**Activity:** From the records below, work out how many lines contain "impl". Reply with that number alone.

**Data:**
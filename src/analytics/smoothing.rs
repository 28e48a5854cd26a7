//! Trailing moving-average smoothing for the sales chart.
//!
//! For output index `i` the value is the mean of
//!
//! ```text
//! values[max(0, i - window + 1) ..= i]
//! ```
//!
//! so the first `window - 1` points average over a shorter, growing prefix
//! (warm-up) instead of being padded or left undefined. The output always has
//! the same length as the input.

use crate::domain::SaleRecord;
use crate::error::AppError;

/// Compute a trailing, variable-width moving average.
///
/// `window` is signed so that callers passing through user input get an
/// `InvalidArgument` error for `0` or negative values rather than a silent
/// clamp. A window wider than the series is allowed: every point becomes a
/// running mean from the start.
pub fn moving_average(values: &[f64], window: i64) -> Result<Vec<f64>, AppError> {
    if window <= 0 {
        return Err(AppError::invalid_argument(format!(
            "Smoothing window must be positive (got {window})."
        )));
    }
    let window = usize::try_from(window).unwrap_or(usize::MAX);

    let mut out = Vec::with_capacity(values.len());
    for i in 0..values.len() {
        let start = (i + 1).saturating_sub(window);
        let subset = &values[start..=i];
        out.push(subset.iter().sum::<f64>() / subset.len() as f64);
    }

    Ok(out)
}

/// Smoothed chart series, index-aligned with `labels`.
#[derive(Debug, Clone, PartialEq)]
pub struct SmoothedSeries {
    /// `week_ending` of each record, in record order.
    pub labels: Vec<String>,
    pub retail: Vec<f64>,
    pub wholesale: Vec<f64>,
    pub window: i64,
}

impl SmoothedSeries {
    pub fn len(&self) -> usize {
        self.labels.len()
    }

    pub fn is_empty(&self) -> bool {
        self.labels.is_empty()
    }

    /// Min/max over both series, `None` when empty or non-finite.
    pub fn value_range(&self) -> Option<(f64, f64)> {
        let mut lo = f64::INFINITY;
        let mut hi = f64::NEG_INFINITY;
        for &v in self.retail.iter().chain(self.wholesale.iter()) {
            lo = lo.min(v);
            hi = hi.max(v);
        }
        if lo.is_finite() && hi.is_finite() {
            Some((lo, hi))
        } else {
            None
        }
    }
}

/// Smooth retail and wholesale sales independently, keeping record order.
pub fn smooth_sales(records: &[SaleRecord], window: i64) -> Result<SmoothedSeries, AppError> {
    let retail: Vec<f64> = records.iter().map(|r| r.retail_sales).collect();
    let wholesale: Vec<f64> = records.iter().map(|r| r.wholesale_sales).collect();

    let series = SmoothedSeries {
        labels: records.iter().map(|r| r.week_ending.clone()).collect(),
        retail: moving_average(&retail, window)?,
        wholesale: moving_average(&wholesale, window)?,
        window,
    };
    tracing::debug!(points = series.len(), window, "smoothed sales series");
    Ok(series)
}

#[cfg(test)]
mod tests {
    use super::*;
    use crate::error::ErrorKind;

    fn rec(week: &str, retail: f64, wholesale: f64) -> SaleRecord {
        SaleRecord {
            week_ending: week.to_string(),
            retail_sales: retail,
            wholesale_sales: wholesale,
            units_sold: 1,
            retailer_margin: 0.0,
        }
    }

    #[test]
    fn window_two_matches_hand_computed() {
        let out = moving_average(&[10.0, 20.0, 30.0, 40.0], 2).unwrap();
        assert_eq!(out, vec![10.0, 15.0, 25.0, 35.0]);
    }

    #[test]
    fn empty_series_is_empty() {
        assert!(moving_average(&[], 3).unwrap().is_empty());
        assert!(moving_average(&[], 1).unwrap().is_empty());
    }

    #[test]
    fn non_positive_window_is_rejected() {
        for w in [0, -1, i64::MIN] {
            let err = moving_average(&[1.0, 2.0], w).unwrap_err();
            assert_eq!(err.kind(), ErrorKind::InvalidArgument);
        }
    }

    #[test]
    fn wide_window_gives_running_mean() {
        let values = [3.0, 5.0, 10.0, 2.0, 0.0];
        for w in [5, 6, 100, i64::MAX] {
            let out = moving_average(&values, w).unwrap();
            assert_eq!(out.len(), values.len());
            for i in 0..values.len() {
                let mean = values[..=i].iter().sum::<f64>() / (i + 1) as f64;
                assert!((out[i] - mean).abs() < 1e-12, "w={w} i={i}");
            }
        }
    }

    #[test]
    fn output_length_matches_input() {
        let values: Vec<f64> = (0..37).map(|i| (i * 7 % 11) as f64).collect();
        for w in 1..12 {
            assert_eq!(moving_average(&values, w).unwrap().len(), values.len());
        }
    }

    #[test]
    fn window_one_is_identity() {
        let values = [4.5, -1.0, 9.25];
        assert_eq!(moving_average(&values, 1).unwrap(), values.to_vec());
    }

    #[test]
    fn smooth_sales_keeps_series_independent() {
        let records = vec![
            rec("2017-01-01", 100.0, 10.0),
            rec("2017-01-08", 300.0, 10.0),
            rec("2017-01-15", 500.0, 40.0),
        ];
        let s = smooth_sales(&records, 2).unwrap();
        assert_eq!(s.labels, vec!["2017-01-01", "2017-01-08", "2017-01-15"]);
        assert_eq!(s.retail, vec![100.0, 200.0, 400.0]);
        assert_eq!(s.wholesale, vec![10.0, 10.0, 25.0]);
        assert_eq!(s.value_range(), Some((10.0, 400.0)));
    }
}
/// Broad failure category, used for matching in callers and tests.
#[derive(Debug, Clone, Copy, PartialEq, Eq)]
pub enum ErrorKind {
    /// A caller passed an argument outside the operation's domain.
    InvalidArgument,
    /// The dataset could not be retrieved.
    Fetch,
    /// The dataset was retrieved but could not be decoded.
    Decode,
    /// Local filesystem errors (exports, log files).
    Io,
    /// Terminal setup/draw/event errors.
    Terminal,
}

#[derive(Clone)]
pub struct AppError {
    kind: ErrorKind,
    exit_code: u8,
    message: String,
}

impl AppError {
    pub fn new(kind: ErrorKind, exit_code: u8, message: impl Into<String>) -> Self {
        Self {
            kind,
            exit_code,
            message: message.into(),
        }
    }

    pub fn invalid_argument(message: impl Into<String>) -> Self {
        Self::new(ErrorKind::InvalidArgument, 2, message)
    }

    pub fn fetch(message: impl Into<String>) -> Self {
        Self::new(ErrorKind::Fetch, 4, message)
    }

    pub fn decode(message: impl Into<String>) -> Self {
        Self::new(ErrorKind::Decode, 4, message)
    }

    pub fn io(message: impl Into<String>) -> Self {
        Self::new(ErrorKind::Io, 2, message)
    }

    pub fn terminal(message: impl Into<String>) -> Self {
        Self::new(ErrorKind::Terminal, 4, message)
    }

    pub fn kind(&self) -> ErrorKind {
        self.kind
    }

    pub fn exit_code(&self) -> u8 {
        self.exit_code
    }

    pub fn message(&self) -> &str {
        &self.message
    }
}

impl std::fmt::Display for AppError {
    fn fmt(&self, f: &mut std::fmt::Formatter<'_>) -> std::fmt::Result {
        write!(f, "{}", self.message)
    }
}

impl std::fmt::Debug for AppError {
    fn fmt(&self, f: &mut std::fmt::Formatter<'_>) -> std::fmt::Result {
        f.debug_struct("AppError")
            .field("kind", &self.kind)
            .field("exit_code", &self.exit_code)
            .field("message", &self.message)
            .finish()
    }
}

impl std::error::Error for AppError {}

**Written answer:** 11